■ SUPPLIED RECORDS
####

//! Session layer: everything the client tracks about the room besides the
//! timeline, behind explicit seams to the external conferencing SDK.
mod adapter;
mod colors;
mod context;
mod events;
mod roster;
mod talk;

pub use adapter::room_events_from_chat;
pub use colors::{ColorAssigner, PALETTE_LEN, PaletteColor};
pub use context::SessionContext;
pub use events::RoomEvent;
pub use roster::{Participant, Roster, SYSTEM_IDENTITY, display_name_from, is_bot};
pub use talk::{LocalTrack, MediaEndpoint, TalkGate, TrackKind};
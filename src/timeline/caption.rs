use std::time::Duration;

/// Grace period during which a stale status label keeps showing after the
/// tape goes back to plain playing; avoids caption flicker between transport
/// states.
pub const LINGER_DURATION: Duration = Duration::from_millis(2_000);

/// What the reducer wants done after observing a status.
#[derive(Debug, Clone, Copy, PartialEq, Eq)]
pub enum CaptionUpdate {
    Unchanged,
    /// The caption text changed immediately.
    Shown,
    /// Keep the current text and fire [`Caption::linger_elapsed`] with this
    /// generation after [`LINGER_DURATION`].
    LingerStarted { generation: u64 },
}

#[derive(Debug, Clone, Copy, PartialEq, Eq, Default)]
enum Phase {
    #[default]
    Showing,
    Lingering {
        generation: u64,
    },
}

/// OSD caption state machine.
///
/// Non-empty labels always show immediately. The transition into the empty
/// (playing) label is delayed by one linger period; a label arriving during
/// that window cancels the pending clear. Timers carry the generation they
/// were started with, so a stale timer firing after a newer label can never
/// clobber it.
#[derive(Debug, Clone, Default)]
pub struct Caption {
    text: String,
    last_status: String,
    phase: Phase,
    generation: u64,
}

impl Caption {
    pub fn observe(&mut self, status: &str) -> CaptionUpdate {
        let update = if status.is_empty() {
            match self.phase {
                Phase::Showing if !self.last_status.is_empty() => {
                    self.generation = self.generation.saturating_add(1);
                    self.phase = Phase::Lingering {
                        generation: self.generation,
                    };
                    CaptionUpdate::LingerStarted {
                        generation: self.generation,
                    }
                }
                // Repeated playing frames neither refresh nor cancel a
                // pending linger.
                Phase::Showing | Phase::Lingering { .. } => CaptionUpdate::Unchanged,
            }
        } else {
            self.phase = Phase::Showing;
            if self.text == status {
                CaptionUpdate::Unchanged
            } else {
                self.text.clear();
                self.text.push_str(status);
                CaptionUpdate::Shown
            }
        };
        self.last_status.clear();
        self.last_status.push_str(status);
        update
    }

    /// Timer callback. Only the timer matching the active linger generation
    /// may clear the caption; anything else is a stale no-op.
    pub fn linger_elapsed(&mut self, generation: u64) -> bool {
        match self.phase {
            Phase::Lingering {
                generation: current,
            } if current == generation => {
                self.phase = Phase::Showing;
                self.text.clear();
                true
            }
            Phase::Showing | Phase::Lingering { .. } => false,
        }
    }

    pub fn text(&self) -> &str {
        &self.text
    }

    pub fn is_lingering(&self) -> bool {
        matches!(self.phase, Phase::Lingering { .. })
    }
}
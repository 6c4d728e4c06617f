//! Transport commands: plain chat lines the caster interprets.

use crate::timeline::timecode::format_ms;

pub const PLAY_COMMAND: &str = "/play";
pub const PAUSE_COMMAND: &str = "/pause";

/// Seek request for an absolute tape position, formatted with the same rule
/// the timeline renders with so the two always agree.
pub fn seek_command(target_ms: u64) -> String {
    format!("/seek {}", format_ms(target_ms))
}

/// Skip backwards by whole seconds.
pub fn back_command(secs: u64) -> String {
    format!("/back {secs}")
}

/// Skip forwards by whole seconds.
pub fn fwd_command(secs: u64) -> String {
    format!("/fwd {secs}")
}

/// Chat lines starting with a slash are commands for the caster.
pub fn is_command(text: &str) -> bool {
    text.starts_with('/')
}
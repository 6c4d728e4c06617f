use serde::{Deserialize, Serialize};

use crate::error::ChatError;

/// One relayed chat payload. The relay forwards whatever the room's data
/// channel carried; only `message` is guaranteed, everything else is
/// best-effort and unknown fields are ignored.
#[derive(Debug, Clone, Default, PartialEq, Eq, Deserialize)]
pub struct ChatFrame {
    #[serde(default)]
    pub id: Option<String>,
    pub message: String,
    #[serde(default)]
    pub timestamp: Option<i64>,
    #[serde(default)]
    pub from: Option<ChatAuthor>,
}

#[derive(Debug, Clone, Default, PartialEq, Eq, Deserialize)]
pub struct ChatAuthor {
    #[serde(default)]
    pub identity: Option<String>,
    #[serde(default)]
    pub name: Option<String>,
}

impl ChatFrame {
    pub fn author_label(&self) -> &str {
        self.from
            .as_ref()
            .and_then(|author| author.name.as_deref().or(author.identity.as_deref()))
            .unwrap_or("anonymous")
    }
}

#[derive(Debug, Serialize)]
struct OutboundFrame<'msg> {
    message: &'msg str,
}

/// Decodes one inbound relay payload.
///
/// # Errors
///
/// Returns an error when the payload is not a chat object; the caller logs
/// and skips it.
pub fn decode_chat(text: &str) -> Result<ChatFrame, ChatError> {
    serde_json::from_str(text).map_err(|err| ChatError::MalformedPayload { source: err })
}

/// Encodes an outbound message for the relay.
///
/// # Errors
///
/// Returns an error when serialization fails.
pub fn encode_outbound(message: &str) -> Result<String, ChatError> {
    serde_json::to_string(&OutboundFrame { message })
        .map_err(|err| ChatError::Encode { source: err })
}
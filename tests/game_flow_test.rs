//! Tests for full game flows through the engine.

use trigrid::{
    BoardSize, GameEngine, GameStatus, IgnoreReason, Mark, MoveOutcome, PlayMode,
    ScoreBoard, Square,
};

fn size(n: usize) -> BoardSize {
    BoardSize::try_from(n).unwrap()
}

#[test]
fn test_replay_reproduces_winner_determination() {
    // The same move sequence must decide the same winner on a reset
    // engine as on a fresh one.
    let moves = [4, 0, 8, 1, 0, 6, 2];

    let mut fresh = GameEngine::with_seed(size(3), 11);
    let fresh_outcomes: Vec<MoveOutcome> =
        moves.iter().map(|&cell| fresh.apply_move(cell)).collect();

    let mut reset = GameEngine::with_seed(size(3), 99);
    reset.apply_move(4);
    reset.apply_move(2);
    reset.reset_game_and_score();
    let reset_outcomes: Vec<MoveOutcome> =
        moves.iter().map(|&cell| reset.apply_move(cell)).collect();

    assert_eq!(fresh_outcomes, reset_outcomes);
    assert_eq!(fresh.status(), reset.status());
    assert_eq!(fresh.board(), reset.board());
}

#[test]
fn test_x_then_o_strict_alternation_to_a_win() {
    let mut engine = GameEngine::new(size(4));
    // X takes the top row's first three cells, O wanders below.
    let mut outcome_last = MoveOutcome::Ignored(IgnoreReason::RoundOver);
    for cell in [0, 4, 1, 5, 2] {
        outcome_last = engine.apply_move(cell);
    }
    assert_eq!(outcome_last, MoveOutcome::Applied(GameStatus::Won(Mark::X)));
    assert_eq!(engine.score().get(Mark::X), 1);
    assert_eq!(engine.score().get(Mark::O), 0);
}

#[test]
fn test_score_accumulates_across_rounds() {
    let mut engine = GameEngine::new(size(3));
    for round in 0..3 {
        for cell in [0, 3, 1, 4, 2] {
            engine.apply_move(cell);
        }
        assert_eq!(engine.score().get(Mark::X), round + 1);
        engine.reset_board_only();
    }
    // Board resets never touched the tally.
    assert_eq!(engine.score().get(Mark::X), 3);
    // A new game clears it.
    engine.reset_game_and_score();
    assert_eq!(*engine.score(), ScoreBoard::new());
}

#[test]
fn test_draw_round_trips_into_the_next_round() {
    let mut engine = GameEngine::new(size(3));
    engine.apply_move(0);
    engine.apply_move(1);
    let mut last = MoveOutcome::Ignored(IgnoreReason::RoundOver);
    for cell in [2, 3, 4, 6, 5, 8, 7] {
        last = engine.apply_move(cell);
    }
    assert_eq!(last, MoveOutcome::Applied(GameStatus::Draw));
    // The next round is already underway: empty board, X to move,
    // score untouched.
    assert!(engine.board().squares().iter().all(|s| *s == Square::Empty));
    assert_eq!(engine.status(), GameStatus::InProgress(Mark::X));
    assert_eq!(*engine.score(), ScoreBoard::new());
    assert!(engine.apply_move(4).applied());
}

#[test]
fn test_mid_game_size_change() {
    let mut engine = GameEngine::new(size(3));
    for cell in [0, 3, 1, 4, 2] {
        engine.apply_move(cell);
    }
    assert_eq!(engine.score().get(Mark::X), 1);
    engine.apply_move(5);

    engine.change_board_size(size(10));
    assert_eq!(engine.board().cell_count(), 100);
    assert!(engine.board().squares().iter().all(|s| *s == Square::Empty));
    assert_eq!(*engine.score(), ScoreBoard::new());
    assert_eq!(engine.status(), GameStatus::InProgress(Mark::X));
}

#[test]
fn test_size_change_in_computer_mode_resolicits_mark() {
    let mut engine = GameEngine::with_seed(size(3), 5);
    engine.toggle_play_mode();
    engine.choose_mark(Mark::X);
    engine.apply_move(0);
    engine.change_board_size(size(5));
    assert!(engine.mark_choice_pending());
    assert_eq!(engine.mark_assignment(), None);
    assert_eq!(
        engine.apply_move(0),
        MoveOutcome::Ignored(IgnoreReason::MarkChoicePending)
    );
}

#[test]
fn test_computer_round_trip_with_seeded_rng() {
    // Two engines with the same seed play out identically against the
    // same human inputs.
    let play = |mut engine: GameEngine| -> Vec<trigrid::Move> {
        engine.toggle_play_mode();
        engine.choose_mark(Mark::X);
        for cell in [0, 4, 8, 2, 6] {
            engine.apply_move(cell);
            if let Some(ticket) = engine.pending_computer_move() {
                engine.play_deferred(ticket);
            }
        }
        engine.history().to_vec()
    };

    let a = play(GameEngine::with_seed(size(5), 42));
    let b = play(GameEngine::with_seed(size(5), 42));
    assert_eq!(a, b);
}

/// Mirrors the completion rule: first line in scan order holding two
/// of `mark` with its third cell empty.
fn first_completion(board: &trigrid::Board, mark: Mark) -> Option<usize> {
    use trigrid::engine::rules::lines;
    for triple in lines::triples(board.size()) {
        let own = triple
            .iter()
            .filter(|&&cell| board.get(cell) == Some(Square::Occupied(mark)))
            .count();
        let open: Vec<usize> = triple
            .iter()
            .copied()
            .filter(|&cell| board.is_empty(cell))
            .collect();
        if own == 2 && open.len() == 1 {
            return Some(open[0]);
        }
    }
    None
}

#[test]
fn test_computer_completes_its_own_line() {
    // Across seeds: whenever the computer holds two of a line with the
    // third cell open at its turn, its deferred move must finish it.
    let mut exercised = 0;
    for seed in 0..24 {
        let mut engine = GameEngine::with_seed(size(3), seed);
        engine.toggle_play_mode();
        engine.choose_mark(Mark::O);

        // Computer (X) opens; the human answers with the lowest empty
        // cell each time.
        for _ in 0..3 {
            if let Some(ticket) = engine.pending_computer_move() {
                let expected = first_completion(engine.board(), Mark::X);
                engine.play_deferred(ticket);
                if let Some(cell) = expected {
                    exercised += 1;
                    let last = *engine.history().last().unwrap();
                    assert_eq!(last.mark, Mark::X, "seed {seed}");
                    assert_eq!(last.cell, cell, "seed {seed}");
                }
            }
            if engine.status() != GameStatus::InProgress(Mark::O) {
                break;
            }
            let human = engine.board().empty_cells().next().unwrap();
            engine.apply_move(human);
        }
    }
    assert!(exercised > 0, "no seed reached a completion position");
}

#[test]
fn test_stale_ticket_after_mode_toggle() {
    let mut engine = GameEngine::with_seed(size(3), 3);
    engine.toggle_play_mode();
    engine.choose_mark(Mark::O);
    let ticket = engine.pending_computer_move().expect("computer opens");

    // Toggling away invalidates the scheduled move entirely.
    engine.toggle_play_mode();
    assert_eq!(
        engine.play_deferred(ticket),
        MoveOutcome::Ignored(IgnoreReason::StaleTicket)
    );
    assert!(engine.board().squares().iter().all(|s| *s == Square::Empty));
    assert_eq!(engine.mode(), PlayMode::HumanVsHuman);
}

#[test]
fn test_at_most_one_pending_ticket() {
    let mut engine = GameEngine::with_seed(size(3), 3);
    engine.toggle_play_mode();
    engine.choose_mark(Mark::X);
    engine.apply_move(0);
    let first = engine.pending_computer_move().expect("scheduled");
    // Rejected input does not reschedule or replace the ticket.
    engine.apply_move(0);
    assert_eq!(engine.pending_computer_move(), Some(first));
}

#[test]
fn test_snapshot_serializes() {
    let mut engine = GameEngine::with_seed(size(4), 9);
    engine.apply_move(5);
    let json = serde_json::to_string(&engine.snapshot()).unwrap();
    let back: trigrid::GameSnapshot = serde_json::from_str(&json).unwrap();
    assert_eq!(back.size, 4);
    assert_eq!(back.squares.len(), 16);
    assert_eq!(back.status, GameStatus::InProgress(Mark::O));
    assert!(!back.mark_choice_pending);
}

####

■ PROBLEM STATEMENT
Go through the listing above and return each line that includes the word "whole".

■ ANSWER SPACE
/// Skip backwards by whole seconds.
/// Skip forwards by whole seconds.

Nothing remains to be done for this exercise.